Existing regulation rules that the country’s exchanges are compelled to enter into six-month renewable arrangements with domestic banks. Both parties are also supposed to meet specific criteria regarding customers’ withdrawal and deposits. These criteria are to be made using government-sanctioned real name-verified, social security number-protected accounts.
Before now, South Korean crypto exchanges have been faced with difficulties as banks try to toe to the government’s line on crypto policing. Because of this, several banks are improving their diligence and compliance protocol since 2018.
Newsway states that “pessimism” surrounds contractual proceedings this time around with domestic exchange scene shaken by two major incidents since the last batch of six-month contracts was signed.
After stringent policies have been passed towards regulating exchanges and bank activities, the crypto companies are afraid of going into new deals because of certain history. Firstly is a significant altcoin leak in a suspected hack on Upbit. The incident ensured that only major South Korean exchange never suffered a hack.
The event was preceded by a tax authority decision to hand Bithumb a USD 67 million tax bill.
Reportedly, industry insiders believe banks consider Upbit has dealt with appropriately as the aftermath of the altcoin leak and could well be set to make a hitch-free bank contract renewal.
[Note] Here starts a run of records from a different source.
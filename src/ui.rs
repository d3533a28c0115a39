use crate::app::{App, EmiField, Screen, ToastKind};
use goldloan::{format_amount, FilterOutcome};
use ratatui::{
    layout::{Alignment, Constraint, Direction, Layout, Rect},
    style::{Color, Modifier, Style},
    text::{Line, Span},
    widgets::{Block, Borders, Cell, List, ListItem, Paragraph, Row, Table, Tabs, Wrap},
    Frame,
};

pub fn ui(f: &mut Frame, app: &mut App) {
    let chunks = Layout::default()
        .direction(Direction::Vertical)
        .constraints(
            [
                Constraint::Length(3),
                Constraint::Min(0),
                Constraint::Length(1),
            ]
            .as_ref(),
        )
        .split(f.size());

    render_tabs(f, app, chunks[0]);
    match app.screen {
        Screen::EmiCalculator => render_emi_screen(f, app, chunks[1]),
        Screen::News => render_news_screen(f, app, chunks[1]),
        Screen::NewsArticle => render_article_screen(f, app, chunks[1]),
        Screen::Careers => render_careers_screen(f, app, chunks[1]),
    }
    render_toast(f, app, chunks[2]);
}

fn render_tabs(f: &mut Frame, app: &App, area: Rect) {
    let selected = match app.screen {
        Screen::EmiCalculator => 0,
        Screen::News | Screen::NewsArticle => 1,
        Screen::Careers => 2,
    };
    let tabs = Tabs::new(vec!["EMI Calculator", "News", "Careers"])
        .select(selected)
        .block(Block::default().borders(Borders::BOTTOM).title("Gold Loan"))
        .style(Style::default().fg(Color::DarkGray))
        .highlight_style(Style::default().fg(Color::Cyan).add_modifier(Modifier::BOLD));
    f.render_widget(tabs, area);
}

fn render_toast(f: &mut Frame, app: &App, area: Rect) {
    let Some(toast) = &app.toast else {
        return;
    };
    let (icon, color) = match toast.kind {
        ToastKind::Success => ("✔", Color::Green),
        ToastKind::Error => ("✘", Color::Red),
        ToastKind::Info => ("ℹ", Color::Blue),
    };
    let line = Paragraph::new(format!("{icon} {}", toast.message))
        .style(Style::default().fg(color))
        .alignment(Alignment::Center);
    f.render_widget(line, area);
}

fn render_emi_screen(f: &mut Frame, app: &App, area: Rect) {
    let chunks = Layout::default()
        .direction(Direction::Vertical)
        .margin(1)
        .constraints(
            [
                Constraint::Length(5),
                Constraint::Min(0),
                Constraint::Length(2),
            ]
            .as_ref(),
        )
        .split(area);

    let fields = [
        (EmiField::LoanAmount, "Loan Amount", format!("₹{}", app.emi_inputs.loan_amount)),
        (EmiField::InterestRate, "Interest Rate", format!("{}%", app.emi_inputs.interest_rate)),
        (EmiField::Tenure, "Tenure", format!("{} months", app.emi_inputs.tenure_months)),
    ];
    let lines: Vec<Line> = fields
        .into_iter()
        .map(|(field, label, value)| {
            if field == app.emi_focus {
                Line::from(format!("▶ {label}: {value}"))
                    .style(Style::default().fg(Color::Yellow).add_modifier(Modifier::BOLD))
            } else {
                Line::from(format!("  {label}: {value}"))
                    .style(Style::default().fg(Color::DarkGray))
            }
        })
        .collect();

    let inputs = Paragraph::new(lines).block(
        Block::default()
            .borders(Borders::ALL)
            .title("Calculate your monthly EMI"),
    );
    f.render_widget(inputs, chunks[0]);

    if let Some(result) = &app.emi_result {
        let text = vec![
            Line::from(vec![
                Span::styled("Monthly EMI: ", Style::default().add_modifier(Modifier::BOLD)),
                Span::styled(
                    format!("₹{}", result.installment),
                    Style::default().fg(Color::Green).add_modifier(Modifier::BOLD),
                ),
            ]),
            Line::from(""),
            Line::from(vec![
                Span::styled("Principal: ", Style::default().add_modifier(Modifier::BOLD)),
                Span::raw(format!("₹{}", format_amount(result.quote.principal()))),
            ]),
            Line::from(vec![
                Span::styled("Total Interest: ", Style::default().add_modifier(Modifier::BOLD)),
                Span::styled(
                    format!("₹{}", format_amount(result.installment.total_interest(&result.quote))),
                    Style::default().fg(Color::Red),
                ),
            ]),
            Line::from(vec![
                Span::styled("Total Payable: ", Style::default().add_modifier(Modifier::BOLD)),
                Span::styled(
                    format!("₹{}", format_amount(result.installment.total_payable(&result.quote))),
                    Style::default().fg(Color::Yellow),
                ),
            ]),
        ];
        let summary = Paragraph::new(text)
            .block(Block::default().borders(Borders::ALL).title("Result"));
        f.render_widget(summary, chunks[1]);
    }

    let help = Paragraph::new("↑/↓: select field | Enter: calculate | Tab: next page | Esc/q: quit")
        .style(Style::default().fg(Color::DarkGray))
        .alignment(Alignment::Center)
        .block(Block::default().borders(Borders::TOP));
    f.render_widget(help, chunks[2]);
}

fn render_news_screen(f: &mut Frame, app: &mut App, area: Rect) {
    let chunks = Layout::default()
        .direction(Direction::Vertical)
        .margin(1)
        .constraints(
            [
                Constraint::Length(3),
                Constraint::Min(0),
                Constraint::Length(2),
            ]
            .as_ref(),
        )
        .split(area);

    let search = Paragraph::new(app.news_query.as_str())
        .style(Style::default().fg(Color::Yellow))
        .block(Block::default().borders(Borders::ALL).title("Search news"));
    f.render_widget(search, chunks[0]);

    if app.catalog.news.is_empty() {
        render_empty_catalog(f, "No news articles have been published yet.", chunks[1]);
    } else if app.news.outcome() == Some(FilterOutcome::NoResults) {
        render_no_results(f, "No news articles match your search.", chunks[1]);
    } else {
        let items: Vec<ListItem> = app
            .news
            .visible_indices()
            .iter()
            .filter_map(|&i| app.catalog.news.get(i))
            .map(|article| {
                ListItem::new(vec![
                    Line::from(Span::styled(
                        article.title.clone(),
                        Style::default().add_modifier(Modifier::BOLD),
                    )),
                    Line::from(Span::styled(
                        format!("{} · {}", article.date, article.category),
                        Style::default().fg(Color::DarkGray),
                    )),
                ])
            })
            .collect();

        let title = format!(
            "Showing {} of {}",
            app.news.visible_indices().len(),
            app.news.total()
        );
        let list = List::new(items)
            .block(Block::default().borders(Borders::ALL).title(title))
            .highlight_style(Style::default().bg(Color::DarkGray))
            .highlight_symbol(">> ");
        f.render_stateful_widget(list, chunks[1], &mut app.news_state);
    }

    let help = if app.news.can_load_more() {
        "type to search | ↑/↓: select | Enter: read | PgDn/Ctrl-L: load more | Tab: next page | Esc: quit"
    } else {
        "type to search | ↑/↓: select | Enter: read | Tab: next page | Esc: quit"
    };
    let help = Paragraph::new(help)
        .style(Style::default().fg(Color::DarkGray))
        .alignment(Alignment::Center)
        .block(Block::default().borders(Borders::TOP));
    f.render_widget(help, chunks[2]);
}

fn render_article_screen(f: &mut Frame, app: &App, area: Rect) {
    let chunks = Layout::default()
        .direction(Direction::Vertical)
        .margin(1)
        .constraints([Constraint::Min(0), Constraint::Length(2)].as_ref())
        .split(area);

    if let Some(article) = app.selected_article() {
        let text = vec![
            Line::from(Span::styled(
                article.title.clone(),
                Style::default().fg(Color::Cyan).add_modifier(Modifier::BOLD),
            )),
            Line::from(Span::styled(
                format!("{} · {}", article.date, article.category),
                Style::default().fg(Color::DarkGray),
            )),
            Line::from(""),
            Line::from(article.summary.clone()),
        ];
        let body = Paragraph::new(text)
            .wrap(Wrap { trim: true })
            .block(Block::default().borders(Borders::ALL).title("Article"));
        f.render_widget(body, chunks[0]);
    }

    let help = Paragraph::new("Esc/h/←: back to news | q: quit")
        .style(Style::default().fg(Color::DarkGray))
        .alignment(Alignment::Center)
        .block(Block::default().borders(Borders::TOP));
    f.render_widget(help, chunks[1]);
}

fn render_careers_screen(f: &mut Frame, app: &mut App, area: Rect) {
    let chunks = Layout::default()
        .direction(Direction::Vertical)
        .margin(1)
        .constraints(
            [
                Constraint::Length(3),
                Constraint::Min(0),
                Constraint::Length(2),
            ]
            .as_ref(),
        )
        .split(area);

    let search = Paragraph::new(app.jobs_query.as_str())
        .style(Style::default().fg(Color::Yellow))
        .block(Block::default().borders(Borders::ALL).title("Search by title or location"));
    f.render_widget(search, chunks[0]);

    if app.catalog.jobs.is_empty() {
        render_empty_catalog(f, "There are no open positions right now.", chunks[1]);
    } else if app.jobs.outcome() == Some(FilterOutcome::NoResults) {
        render_no_results(f, "No openings match your search.", chunks[1]);
    } else {
        let header = Row::new(vec!["Title", "Location", "Department", "Type"])
            .style(Style::default().fg(Color::Yellow).add_modifier(Modifier::BOLD))
            .height(1);

        let rows = app
            .jobs
            .visible_indices()
            .into_iter()
            .filter_map(|i| app.catalog.jobs.get(i))
            .map(|job| {
                Row::new(vec![
                    Cell::from(job.title.clone()),
                    Cell::from(job.location.clone()),
                    Cell::from(job.department.clone()),
                    Cell::from(job.employment_type.clone()),
                ])
                .height(1)
            })
            .collect::<Vec<_>>();

        let widths = [
            Constraint::Percentage(40),
            Constraint::Percentage(20),
            Constraint::Percentage(20),
            Constraint::Percentage(20),
        ];
        let table = Table::new(rows, widths)
            .header(header)
            .block(Block::default().borders(Borders::ALL).title("Open Positions"))
            .highlight_style(Style::default().bg(Color::DarkGray))
            .highlight_symbol(">> ");
        f.render_stateful_widget(table, chunks[1], &mut app.jobs_state);
    }

    let help = Paragraph::new("type to search | ↑/↓: navigate | Tab: next page | Esc: quit")
        .style(Style::default().fg(Color::DarkGray))
        .alignment(Alignment::Center)
        .block(Block::default().borders(Borders::TOP));
    f.render_widget(help, chunks[2]);
}

fn render_no_results(f: &mut Frame, message: &str, area: Rect) {
    let empty = Paragraph::new(message)
        .style(Style::default().fg(Color::Red))
        .alignment(Alignment::Center)
        .block(Block::default().borders(Borders::ALL));
    f.render_widget(empty, area);
}

fn render_empty_catalog(f: &mut Frame, message: &str, area: Rect) {
    let empty = Paragraph::new(message)
        .style(Style::default().fg(Color::DarkGray))
        .alignment(Alignment::Center)
        .block(Block::default().borders(Borders::ALL));
    f.render_widget(empty, area);
}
Amidst all these setbacks, South Korea remains the third-largest crypto exchange market by volume behind the United States and Japan. South Korean government in the second half of 2019 began working on bills that would legitimize the crypto sector and allow it to grow into an established industry.
However, passing the crypto bill in the country was trailed with several controversies surrounding the regulatory side of crypto in South Korea since 2017, alongside many future expectations for the tech.